The skies of Cairo are cluttered with strips of cloth daubed in red, blue and green. Hanging in crowded squares and stretching across streets before traffic lights, almost all of the banners proclaim the enthusiastic support of ‘So-and-So and his family’ or ‘such-and-such shop or hospital’ for Husni Mubarak in his quest for a fifth term as president of Egypt.

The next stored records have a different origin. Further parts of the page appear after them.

use crate::error::Rejection;
use crate::terminal::ast::{CommandName, CommandNode, Program};
use crate::terminal::context::SessionContext;
use log::warn;

const FORK_BOMB: &str = ":(){:|:&};:";

/// Arguments refused for every command.
const DENIED_EVERYWHERE: &[&str] = &["sudo", FORK_BOMB];

fn is_allowed(program: Program) -> bool {
    match program {
        Program::Ls
        | Program::Cd
        | Program::Mkdir
        | Program::Rm
        | Program::Pwd
        | Program::Echo
        | Program::Cat
        | Program::Cp
        | Program::Mv
        | Program::Touch => true,
        Program::Rmdir => false,
    }
}

fn dangerous_args(program: Program) -> &'static [&'static str] {
    match program {
        Program::Rm => &["-rf", "rf", "-r", "f"],
        _ => &[],
    }
}

pub fn validate(tree: Option<&CommandNode>, ctx: &SessionContext) -> Result<(), Rejection> {
    let result = check(tree, ctx);
    if let Err(reason) = &result {
        warn!("Rejected {:?}: {}", tree.map(CommandNode::argv), reason);
    }
    result
}

fn check(tree: Option<&CommandNode>, ctx: &SessionContext) -> Result<(), Rejection> {
    let tree = tree.ok_or(Rejection::InvalidCommand)?;

    let program = match &tree.name {
        CommandName::Known(p) if is_allowed(*p) => *p,
        other => return Err(Rejection::CommandNotAllowed(other.as_str().to_lowercase())),
    };

    let denied = dangerous_args(program);
    let mut offending: Vec<String> = Vec::new();
    for arg in tree.args() {
        let lower = arg.to_lowercase();
        let hit = denied.contains(&lower.as_str()) || DENIED_EVERYWHERE.contains(&lower.as_str());
        if hit && !offending.contains(&lower) {
            offending.push(lower);
        }
    }
    if !offending.is_empty() {
        return Err(Rejection::UnsafeArguments(offending));
    }

    if tree.args().any(|a| a.contains("..") || a.contains('~')) {
        return Err(Rejection::PathTraversal);
    }

    for arg in tree.args() {
        let resolved = ctx.canonical_path(arg);
        if !ctx.is_inside(&resolved) {
            return Err(Rejection::OutsideSandbox);
        }
    }

    Ok(())
}

#[cfg(test)]
mod tests {
    use super::*;
    use std::fs;

    fn sandbox() -> (tempfile::TempDir, SessionContext) {
        let dir = tempfile::tempdir().unwrap();
        let ctx = SessionContext::new(dir.path()).unwrap();
        (dir, ctx)
    }

    fn tree(name: &str, args: &[&str]) -> CommandNode {
        CommandNode::with_args(name, args.iter().copied())
    }

    #[test]
    fn test_missing_tree() {
        let (_dir, ctx) = sandbox();
        assert_eq!(validate(None, &ctx), Err(Rejection::InvalidCommand));
    }

    #[test]
    fn test_command_not_allowed() {
        let (_dir, ctx) = sandbox();
        for args in [&[][..], &["http://example.com"][..], &["-O", "x"][..]] {
            assert_eq!(
                validate(Some(&tree("wget", args)), &ctx),
                Err(Rejection::CommandNotAllowed("wget".to_string()))
            );
        }
        assert_eq!(
            validate(Some(&tree("rmdir", &["x"])), &ctx),
            Err(Rejection::CommandNotAllowed("rmdir".to_string()))
        );
    }

    #[test]
    fn test_rm_dangerous_flags() {
        let (_dir, ctx) = sandbox();
        let res = validate(Some(&tree("rm", &["notes.txt", "-RF", "other"])), &ctx);
        assert_eq!(res, Err(Rejection::UnsafeArguments(vec!["-rf".to_string()])));

        let res = validate(Some(&tree("rm", &["-r", "f"])), &ctx);
        assert_eq!(res, Err(Rejection::UnsafeArguments(vec!["-r".to_string(), "f".to_string()])));
    }

    #[test]
    fn test_denied_for_every_command() {
        let (_dir, ctx) = sandbox();
        assert_eq!(
            validate(Some(&tree("echo", &["sudo"])), &ctx),
            Err(Rejection::UnsafeArguments(vec!["sudo".to_string()]))
        );
        // -rf is only dangerous for rm.
        assert_eq!(validate(Some(&tree("ls", &["-rf"])), &ctx), Ok(()));
    }

    #[test]
    fn test_traversal_checked_before_sandbox() {
        let (_dir, ctx) = sandbox();
        assert_eq!(validate(Some(&tree("cat", &["../secret"])), &ctx), Err(Rejection::PathTraversal));
        assert_eq!(validate(Some(&tree("ls", &["~/etc"])), &ctx), Err(Rejection::PathTraversal));
        // An earlier out-of-sandbox argument does not mask a later traversal.
        assert_eq!(
            validate(Some(&tree("cat", &["/etc/passwd", "../secret"])), &ctx),
            Err(Rejection::PathTraversal)
        );
    }

    #[test]
    fn test_outside_sandbox() {
        let (_dir, ctx) = sandbox();
        assert_eq!(validate(Some(&tree("cat", &["/etc/passwd"])), &ctx), Err(Rejection::OutsideSandbox));
    }

    #[test]
    fn test_inside_sandbox_accepted() {
        let (dir, ctx) = sandbox();
        fs::create_dir(dir.path().join("src")).unwrap();
        let abs = ctx.root.join("src").to_string_lossy().into_owned();
        assert_eq!(validate(Some(&tree("ls", &["-l", "src", &abs])), &ctx), Ok(()));
        assert_eq!(validate(Some(&tree("mkdir", &["new_dir"])), &ctx), Ok(()));
        assert_eq!(validate(Some(&tree("pwd", &[])), &ctx), Ok(()));
    }

    #[cfg(unix)]
    #[test]
    fn test_symlink_escape_rejected() {
        let (dir, ctx) = sandbox();
        std::os::unix::fs::symlink("/etc", dir.path().join("link")).unwrap();
        assert_eq!(validate(Some(&tree("ls", &["link"])), &ctx), Err(Rejection::OutsideSandbox));
    }

    #[cfg(unix)]
    #[test]
    fn test_symlink_escape_below_missing_dirs() {
        let (dir, ctx) = sandbox();
        let outside = tempfile::tempdir().unwrap();
        std::os::unix::fs::symlink(outside.path(), dir.path().join("link")).unwrap();
        assert_eq!(
            validate(Some(&tree("mkdir", &["-p", "link/x/y"])), &ctx),
            Err(Rejection::OutsideSandbox)
        );

        std::os::unix::fs::symlink(outside.path().join("gone"), dir.path().join("dangling")).unwrap();
        assert_eq!(validate(Some(&tree("touch", &["dangling"])), &ctx), Err(Rejection::OutsideSandbox));
    }
}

As the national media seems determined to remind Egyptians every day, the banners are part of the first multi-candidate presidential election campaign in Egypt’s entire history. Article 76 of the country’s constitution, which had stipulated that Egyptians could vote yes or no on the candidacy of one person for president, was amended in the spring so that Egyptians have a choice among several hopefuls, including the nominees of ‘legal’ opposition parties. Nine such nominees are indeed running against Mubarak in the poll to be held on September 7, 2005.
Yet the amendment pushed through by the ruling National Democratic Party (NDP) automatically excludes from the race candidates from the outlawed Muslim Brotherhood—the largest opposition force—and makes it very difficult for independent candidates to run. To be eligible, a candidate not affiliated with a party must obtain the signatures of at least 65 members of the lower house of Parliament, 25 members of the upper house and ten municipal council members from at least 14 provinces.